(Beginning of Records to process)

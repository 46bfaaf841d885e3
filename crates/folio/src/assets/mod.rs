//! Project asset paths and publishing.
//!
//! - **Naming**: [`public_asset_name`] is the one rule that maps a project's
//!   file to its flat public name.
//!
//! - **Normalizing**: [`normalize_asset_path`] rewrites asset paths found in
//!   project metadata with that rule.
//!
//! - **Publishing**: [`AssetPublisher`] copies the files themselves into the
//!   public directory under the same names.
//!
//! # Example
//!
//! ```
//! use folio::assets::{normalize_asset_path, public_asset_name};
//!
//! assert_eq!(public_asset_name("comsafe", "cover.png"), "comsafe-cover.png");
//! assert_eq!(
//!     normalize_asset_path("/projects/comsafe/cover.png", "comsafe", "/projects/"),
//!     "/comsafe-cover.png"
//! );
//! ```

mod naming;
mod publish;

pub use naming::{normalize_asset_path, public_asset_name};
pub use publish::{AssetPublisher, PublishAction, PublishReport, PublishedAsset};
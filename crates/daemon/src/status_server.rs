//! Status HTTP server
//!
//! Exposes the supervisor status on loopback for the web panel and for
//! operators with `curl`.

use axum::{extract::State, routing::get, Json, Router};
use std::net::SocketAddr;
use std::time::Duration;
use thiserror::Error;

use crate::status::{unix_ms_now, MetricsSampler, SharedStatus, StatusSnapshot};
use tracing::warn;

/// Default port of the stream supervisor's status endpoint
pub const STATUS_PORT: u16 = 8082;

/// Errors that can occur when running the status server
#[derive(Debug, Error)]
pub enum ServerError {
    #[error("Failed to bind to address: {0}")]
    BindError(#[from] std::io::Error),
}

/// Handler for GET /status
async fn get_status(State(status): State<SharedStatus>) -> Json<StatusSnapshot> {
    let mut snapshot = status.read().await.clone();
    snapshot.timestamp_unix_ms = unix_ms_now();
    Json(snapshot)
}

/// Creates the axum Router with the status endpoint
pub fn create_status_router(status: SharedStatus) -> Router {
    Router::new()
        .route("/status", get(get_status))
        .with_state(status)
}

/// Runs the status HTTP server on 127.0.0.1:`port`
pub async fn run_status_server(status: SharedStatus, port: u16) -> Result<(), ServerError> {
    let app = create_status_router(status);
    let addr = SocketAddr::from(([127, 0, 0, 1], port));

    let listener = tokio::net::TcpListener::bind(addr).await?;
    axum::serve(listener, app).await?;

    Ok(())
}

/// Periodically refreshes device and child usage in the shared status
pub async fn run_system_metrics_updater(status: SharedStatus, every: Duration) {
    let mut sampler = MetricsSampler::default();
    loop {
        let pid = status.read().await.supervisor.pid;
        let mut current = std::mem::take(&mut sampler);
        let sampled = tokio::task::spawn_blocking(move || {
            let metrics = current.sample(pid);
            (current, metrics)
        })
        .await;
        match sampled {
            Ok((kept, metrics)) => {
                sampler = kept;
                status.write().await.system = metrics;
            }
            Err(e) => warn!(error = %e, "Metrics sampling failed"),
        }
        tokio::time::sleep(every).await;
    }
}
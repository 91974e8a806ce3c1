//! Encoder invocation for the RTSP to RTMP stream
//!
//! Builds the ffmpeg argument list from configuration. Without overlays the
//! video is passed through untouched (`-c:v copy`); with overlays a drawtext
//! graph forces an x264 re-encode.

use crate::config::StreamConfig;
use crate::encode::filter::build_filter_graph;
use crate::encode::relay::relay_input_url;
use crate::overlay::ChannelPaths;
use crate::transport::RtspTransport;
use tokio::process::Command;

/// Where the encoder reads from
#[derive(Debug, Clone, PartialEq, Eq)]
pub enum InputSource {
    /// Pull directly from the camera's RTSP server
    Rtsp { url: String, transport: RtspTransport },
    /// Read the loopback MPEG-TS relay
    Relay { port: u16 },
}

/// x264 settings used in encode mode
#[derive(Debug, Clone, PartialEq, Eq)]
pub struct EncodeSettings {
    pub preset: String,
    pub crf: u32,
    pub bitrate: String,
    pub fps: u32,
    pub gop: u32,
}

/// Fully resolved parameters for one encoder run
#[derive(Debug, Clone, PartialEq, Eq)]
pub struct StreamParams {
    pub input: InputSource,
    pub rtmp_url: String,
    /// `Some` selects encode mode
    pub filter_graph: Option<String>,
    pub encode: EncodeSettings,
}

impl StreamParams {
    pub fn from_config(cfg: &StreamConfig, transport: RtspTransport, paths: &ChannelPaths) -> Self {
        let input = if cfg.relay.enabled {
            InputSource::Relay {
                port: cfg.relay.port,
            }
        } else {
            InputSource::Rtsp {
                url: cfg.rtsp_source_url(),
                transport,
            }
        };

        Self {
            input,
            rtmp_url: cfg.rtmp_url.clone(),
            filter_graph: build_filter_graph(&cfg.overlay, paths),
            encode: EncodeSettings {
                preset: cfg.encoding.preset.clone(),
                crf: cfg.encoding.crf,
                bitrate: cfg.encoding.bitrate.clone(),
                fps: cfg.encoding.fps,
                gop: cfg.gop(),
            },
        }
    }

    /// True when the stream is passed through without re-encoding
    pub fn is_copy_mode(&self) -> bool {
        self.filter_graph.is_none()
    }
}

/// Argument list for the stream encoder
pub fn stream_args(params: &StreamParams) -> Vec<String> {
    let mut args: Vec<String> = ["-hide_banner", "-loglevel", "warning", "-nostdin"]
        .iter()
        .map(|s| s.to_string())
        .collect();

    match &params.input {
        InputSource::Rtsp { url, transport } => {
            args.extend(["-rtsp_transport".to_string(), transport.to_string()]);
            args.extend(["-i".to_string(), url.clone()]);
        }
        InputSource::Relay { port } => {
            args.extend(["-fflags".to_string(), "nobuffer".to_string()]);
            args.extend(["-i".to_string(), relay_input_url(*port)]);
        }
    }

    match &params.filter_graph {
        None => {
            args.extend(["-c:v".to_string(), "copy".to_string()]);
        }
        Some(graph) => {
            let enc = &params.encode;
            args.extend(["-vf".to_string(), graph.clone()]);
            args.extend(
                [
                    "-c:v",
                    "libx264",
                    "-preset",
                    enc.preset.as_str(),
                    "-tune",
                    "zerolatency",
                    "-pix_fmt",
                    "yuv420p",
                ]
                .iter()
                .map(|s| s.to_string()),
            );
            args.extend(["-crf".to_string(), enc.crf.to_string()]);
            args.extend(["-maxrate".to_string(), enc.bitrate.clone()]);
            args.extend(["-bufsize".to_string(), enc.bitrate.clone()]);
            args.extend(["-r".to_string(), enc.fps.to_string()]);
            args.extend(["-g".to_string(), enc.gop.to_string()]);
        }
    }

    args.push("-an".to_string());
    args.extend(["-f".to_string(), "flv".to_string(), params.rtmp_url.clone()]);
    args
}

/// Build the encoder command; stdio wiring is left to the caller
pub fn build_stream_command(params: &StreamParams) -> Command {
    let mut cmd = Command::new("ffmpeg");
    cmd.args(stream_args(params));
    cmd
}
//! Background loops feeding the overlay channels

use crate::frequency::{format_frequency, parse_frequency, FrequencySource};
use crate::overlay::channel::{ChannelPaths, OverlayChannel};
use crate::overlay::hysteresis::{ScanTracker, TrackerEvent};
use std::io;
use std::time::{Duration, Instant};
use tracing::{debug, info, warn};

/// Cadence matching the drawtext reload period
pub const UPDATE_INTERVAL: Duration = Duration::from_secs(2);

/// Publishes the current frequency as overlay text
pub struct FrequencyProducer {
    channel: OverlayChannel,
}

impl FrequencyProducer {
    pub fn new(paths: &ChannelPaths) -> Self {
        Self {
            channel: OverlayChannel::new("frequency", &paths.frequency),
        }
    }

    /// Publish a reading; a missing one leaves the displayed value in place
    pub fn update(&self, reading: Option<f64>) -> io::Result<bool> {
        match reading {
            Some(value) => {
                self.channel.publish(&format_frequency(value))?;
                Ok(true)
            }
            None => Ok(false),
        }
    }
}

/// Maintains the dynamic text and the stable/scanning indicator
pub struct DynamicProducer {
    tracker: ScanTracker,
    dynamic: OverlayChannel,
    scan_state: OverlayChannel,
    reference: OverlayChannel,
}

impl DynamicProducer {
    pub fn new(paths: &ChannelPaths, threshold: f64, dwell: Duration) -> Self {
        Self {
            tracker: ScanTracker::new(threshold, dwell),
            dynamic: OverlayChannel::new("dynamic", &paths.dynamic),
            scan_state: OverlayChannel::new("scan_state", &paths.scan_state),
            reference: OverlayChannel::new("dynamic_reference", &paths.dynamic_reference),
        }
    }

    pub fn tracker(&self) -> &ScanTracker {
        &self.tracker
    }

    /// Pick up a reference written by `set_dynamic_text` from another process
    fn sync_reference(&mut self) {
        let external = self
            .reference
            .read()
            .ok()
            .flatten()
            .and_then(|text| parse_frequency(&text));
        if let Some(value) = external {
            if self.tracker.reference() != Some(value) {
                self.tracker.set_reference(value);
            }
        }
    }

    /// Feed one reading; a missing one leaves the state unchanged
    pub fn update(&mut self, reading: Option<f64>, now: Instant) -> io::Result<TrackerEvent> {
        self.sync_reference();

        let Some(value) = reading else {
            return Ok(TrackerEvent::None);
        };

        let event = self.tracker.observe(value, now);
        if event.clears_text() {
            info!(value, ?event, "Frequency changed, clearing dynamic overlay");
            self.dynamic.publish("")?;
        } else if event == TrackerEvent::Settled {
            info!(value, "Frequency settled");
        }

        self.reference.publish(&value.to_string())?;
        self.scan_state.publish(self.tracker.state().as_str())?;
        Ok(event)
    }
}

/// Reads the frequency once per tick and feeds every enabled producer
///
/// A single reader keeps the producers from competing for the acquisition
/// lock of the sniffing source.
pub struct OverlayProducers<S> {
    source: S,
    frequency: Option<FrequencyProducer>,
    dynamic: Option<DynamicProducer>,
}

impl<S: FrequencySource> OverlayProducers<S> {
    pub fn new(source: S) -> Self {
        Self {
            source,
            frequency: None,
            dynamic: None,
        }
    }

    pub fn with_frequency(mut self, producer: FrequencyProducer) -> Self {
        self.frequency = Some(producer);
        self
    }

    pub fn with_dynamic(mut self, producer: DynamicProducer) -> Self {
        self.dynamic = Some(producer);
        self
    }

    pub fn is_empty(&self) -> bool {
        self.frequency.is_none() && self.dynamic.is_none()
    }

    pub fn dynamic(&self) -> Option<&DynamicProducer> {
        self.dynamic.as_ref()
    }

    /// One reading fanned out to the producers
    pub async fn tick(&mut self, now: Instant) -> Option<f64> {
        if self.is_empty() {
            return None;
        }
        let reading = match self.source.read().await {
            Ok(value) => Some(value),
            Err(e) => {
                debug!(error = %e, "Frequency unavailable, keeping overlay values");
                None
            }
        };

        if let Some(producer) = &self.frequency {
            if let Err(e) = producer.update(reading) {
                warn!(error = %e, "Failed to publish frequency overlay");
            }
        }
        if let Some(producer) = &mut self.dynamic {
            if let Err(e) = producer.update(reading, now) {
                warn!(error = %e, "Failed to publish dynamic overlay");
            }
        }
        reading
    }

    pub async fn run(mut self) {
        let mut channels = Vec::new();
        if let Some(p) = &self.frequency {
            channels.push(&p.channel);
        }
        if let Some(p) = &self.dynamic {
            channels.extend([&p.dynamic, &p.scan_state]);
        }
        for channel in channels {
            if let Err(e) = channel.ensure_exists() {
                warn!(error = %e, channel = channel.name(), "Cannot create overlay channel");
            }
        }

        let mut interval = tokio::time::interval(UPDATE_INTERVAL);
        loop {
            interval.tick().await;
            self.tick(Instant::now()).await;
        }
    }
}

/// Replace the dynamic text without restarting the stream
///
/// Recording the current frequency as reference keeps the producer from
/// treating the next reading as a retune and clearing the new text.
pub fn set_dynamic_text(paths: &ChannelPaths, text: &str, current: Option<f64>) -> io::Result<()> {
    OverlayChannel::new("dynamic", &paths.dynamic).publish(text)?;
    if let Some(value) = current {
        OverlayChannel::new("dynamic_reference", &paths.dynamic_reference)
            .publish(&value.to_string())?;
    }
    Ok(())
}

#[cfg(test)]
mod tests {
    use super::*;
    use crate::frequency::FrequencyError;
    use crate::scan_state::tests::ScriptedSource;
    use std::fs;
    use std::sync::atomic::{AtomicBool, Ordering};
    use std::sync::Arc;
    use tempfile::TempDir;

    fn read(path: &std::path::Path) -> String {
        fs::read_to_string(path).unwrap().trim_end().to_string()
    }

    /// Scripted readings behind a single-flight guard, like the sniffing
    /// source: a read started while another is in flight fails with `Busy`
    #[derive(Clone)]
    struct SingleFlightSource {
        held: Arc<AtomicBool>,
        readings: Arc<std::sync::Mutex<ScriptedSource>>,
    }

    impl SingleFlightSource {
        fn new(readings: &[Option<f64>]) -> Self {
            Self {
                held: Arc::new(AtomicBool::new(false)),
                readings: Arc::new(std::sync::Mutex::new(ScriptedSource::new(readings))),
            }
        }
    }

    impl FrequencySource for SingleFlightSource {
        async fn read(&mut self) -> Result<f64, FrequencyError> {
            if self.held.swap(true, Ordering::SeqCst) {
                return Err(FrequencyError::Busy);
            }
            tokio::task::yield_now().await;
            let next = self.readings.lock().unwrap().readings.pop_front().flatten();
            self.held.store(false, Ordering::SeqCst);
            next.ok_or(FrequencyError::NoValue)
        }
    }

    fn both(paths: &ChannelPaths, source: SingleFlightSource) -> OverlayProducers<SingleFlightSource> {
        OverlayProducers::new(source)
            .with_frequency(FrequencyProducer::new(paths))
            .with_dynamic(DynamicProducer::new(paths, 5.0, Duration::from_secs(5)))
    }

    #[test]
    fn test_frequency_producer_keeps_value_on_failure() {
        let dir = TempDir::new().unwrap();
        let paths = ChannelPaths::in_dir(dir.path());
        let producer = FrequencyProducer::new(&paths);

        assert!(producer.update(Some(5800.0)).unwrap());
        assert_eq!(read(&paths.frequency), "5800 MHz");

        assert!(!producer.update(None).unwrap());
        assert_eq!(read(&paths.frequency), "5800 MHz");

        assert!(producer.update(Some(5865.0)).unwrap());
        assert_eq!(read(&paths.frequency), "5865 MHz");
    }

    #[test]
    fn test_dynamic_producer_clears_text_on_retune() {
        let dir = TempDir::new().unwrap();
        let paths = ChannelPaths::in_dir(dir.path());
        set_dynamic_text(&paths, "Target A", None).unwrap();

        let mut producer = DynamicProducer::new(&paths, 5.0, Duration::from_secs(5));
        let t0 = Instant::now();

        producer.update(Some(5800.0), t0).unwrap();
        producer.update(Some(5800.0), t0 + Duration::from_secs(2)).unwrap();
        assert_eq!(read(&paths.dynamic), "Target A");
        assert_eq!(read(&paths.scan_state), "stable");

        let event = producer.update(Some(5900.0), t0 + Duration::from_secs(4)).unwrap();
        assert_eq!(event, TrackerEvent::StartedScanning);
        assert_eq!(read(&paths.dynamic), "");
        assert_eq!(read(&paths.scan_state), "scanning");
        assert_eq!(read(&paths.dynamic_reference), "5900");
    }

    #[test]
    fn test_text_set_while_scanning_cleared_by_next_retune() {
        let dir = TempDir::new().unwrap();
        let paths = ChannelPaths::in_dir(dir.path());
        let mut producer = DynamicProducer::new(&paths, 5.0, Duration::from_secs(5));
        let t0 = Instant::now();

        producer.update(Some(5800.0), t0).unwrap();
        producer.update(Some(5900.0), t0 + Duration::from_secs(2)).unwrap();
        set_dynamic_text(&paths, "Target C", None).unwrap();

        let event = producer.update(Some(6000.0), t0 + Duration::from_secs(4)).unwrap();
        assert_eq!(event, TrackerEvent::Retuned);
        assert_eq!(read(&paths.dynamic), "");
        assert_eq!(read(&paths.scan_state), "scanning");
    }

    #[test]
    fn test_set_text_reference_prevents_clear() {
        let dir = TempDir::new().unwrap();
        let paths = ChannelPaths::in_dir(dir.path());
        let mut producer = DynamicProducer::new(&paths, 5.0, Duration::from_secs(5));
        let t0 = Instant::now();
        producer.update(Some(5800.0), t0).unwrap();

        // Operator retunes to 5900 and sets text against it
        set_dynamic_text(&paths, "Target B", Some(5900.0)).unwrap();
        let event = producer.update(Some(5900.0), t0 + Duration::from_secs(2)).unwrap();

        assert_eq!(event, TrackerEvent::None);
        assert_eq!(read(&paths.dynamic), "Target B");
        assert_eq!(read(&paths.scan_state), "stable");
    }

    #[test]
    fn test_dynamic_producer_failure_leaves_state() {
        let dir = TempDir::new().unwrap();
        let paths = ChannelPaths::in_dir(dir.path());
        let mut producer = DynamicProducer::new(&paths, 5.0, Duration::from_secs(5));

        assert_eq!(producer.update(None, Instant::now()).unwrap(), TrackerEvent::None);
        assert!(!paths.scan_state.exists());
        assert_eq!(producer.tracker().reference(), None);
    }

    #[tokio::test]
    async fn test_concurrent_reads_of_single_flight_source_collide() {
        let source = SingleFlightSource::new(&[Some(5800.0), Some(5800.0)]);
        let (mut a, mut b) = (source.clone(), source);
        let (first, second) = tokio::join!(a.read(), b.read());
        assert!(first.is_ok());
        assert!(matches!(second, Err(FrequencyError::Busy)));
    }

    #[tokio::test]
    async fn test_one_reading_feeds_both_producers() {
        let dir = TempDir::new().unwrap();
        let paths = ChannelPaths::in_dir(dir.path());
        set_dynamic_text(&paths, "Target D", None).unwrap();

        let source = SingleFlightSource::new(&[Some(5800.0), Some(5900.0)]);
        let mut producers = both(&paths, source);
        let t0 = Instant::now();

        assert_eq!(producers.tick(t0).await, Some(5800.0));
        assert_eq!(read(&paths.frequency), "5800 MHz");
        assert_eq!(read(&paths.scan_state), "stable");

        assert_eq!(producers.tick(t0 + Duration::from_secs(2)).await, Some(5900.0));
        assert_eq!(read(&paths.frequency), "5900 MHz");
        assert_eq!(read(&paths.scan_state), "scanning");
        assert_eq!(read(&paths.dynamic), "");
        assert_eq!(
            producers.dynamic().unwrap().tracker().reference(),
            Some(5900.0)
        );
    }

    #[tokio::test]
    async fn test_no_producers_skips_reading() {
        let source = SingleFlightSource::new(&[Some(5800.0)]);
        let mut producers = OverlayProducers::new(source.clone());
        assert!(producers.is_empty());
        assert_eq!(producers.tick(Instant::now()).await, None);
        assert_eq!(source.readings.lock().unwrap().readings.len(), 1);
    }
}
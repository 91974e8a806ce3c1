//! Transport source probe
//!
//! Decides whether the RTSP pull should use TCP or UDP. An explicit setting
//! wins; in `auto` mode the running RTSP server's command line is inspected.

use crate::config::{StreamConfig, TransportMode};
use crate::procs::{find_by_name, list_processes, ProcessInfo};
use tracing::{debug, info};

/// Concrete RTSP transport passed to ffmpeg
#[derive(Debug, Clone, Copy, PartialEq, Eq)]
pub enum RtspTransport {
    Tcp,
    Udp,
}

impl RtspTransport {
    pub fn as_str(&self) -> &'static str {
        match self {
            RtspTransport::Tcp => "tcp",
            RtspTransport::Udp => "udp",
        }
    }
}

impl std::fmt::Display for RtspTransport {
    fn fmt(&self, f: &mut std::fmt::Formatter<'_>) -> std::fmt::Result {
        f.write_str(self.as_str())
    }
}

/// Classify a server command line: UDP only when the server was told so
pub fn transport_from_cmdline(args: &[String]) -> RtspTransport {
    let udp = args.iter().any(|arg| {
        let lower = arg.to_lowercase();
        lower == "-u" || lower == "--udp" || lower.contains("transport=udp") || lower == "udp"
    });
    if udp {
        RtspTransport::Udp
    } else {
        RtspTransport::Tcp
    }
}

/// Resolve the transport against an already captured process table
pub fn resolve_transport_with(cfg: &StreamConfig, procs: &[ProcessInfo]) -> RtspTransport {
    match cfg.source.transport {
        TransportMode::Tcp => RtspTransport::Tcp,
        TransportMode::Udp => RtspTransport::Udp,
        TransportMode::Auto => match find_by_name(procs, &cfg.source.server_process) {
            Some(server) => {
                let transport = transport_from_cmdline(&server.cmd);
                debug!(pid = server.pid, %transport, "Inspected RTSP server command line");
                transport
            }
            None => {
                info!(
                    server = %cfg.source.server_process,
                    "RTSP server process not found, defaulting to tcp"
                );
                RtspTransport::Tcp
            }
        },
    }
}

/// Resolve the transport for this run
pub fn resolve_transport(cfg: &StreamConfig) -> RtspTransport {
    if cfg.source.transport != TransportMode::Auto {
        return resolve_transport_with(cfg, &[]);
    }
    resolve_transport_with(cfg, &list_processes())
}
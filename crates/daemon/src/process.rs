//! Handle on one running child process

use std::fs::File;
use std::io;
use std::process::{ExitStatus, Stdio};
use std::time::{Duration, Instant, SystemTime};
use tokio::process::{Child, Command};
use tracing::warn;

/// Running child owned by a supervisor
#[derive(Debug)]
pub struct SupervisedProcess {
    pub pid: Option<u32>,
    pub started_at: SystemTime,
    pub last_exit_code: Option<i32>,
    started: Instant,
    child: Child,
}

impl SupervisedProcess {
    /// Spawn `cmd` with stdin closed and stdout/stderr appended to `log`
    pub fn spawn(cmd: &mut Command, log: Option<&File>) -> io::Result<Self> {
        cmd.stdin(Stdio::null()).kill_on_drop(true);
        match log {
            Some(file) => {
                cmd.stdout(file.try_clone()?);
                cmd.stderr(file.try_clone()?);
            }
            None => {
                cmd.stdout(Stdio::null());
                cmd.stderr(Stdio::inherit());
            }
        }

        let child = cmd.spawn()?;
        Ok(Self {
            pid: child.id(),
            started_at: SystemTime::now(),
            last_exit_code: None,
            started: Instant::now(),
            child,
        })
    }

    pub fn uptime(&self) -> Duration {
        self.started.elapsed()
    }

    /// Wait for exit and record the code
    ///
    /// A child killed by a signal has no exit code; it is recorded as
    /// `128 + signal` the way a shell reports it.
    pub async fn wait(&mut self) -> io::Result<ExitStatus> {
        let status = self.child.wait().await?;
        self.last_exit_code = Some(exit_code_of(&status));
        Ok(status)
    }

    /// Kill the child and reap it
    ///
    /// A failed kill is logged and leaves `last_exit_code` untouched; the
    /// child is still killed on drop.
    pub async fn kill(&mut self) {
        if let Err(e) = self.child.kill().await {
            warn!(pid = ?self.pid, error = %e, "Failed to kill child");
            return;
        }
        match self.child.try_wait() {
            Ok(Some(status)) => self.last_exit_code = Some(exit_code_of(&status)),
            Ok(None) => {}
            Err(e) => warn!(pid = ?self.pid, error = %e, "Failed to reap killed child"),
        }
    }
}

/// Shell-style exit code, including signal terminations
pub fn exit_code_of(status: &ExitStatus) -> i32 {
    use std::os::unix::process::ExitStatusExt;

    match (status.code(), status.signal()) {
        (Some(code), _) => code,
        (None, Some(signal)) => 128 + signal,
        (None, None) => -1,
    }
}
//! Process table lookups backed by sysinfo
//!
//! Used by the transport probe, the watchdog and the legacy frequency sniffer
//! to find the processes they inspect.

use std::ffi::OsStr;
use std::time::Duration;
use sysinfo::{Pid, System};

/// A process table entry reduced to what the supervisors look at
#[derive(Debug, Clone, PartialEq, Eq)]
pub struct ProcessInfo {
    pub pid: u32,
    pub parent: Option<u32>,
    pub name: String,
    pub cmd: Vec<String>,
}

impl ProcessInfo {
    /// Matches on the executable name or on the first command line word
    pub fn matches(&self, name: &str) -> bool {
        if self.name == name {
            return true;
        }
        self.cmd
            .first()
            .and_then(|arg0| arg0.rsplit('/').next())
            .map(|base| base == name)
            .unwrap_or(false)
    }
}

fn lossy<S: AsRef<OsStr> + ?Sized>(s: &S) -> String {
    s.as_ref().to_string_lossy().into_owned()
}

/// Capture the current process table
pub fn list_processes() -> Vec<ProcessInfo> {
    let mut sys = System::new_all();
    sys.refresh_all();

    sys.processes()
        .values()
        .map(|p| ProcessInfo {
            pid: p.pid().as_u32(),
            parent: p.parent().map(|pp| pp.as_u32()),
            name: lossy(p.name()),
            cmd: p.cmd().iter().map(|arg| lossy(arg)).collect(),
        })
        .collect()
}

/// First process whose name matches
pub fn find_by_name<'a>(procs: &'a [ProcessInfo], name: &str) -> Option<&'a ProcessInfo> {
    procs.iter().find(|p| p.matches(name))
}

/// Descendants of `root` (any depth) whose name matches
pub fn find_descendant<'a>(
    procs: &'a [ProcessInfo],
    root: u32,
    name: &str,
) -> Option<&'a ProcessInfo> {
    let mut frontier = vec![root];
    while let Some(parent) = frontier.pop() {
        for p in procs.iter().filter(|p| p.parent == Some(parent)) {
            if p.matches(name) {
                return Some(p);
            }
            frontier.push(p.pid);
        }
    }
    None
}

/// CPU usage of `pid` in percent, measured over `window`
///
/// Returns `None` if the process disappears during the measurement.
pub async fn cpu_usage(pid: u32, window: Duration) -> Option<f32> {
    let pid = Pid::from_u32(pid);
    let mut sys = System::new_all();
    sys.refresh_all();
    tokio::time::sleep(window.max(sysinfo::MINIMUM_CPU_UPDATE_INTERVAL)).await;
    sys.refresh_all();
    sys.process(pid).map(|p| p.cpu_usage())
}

(End of Records to process)

= Task directions =
Beginning with the line above that contains "self.held.store(false, Ordering::SeqCst);", copy each line exactly up to and including the line that contains "OverlayProducers::new(source)", and go no further.

= Answer for this exercise =
            self.held.store(false, Ordering::SeqCst);
            next.ok_or(FrequencyError::NoValue)
        }
    }

    fn both(paths: &ChannelPaths, source: SingleFlightSource) -> OverlayProducers<SingleFlightSource> {
        OverlayProducers::new(source)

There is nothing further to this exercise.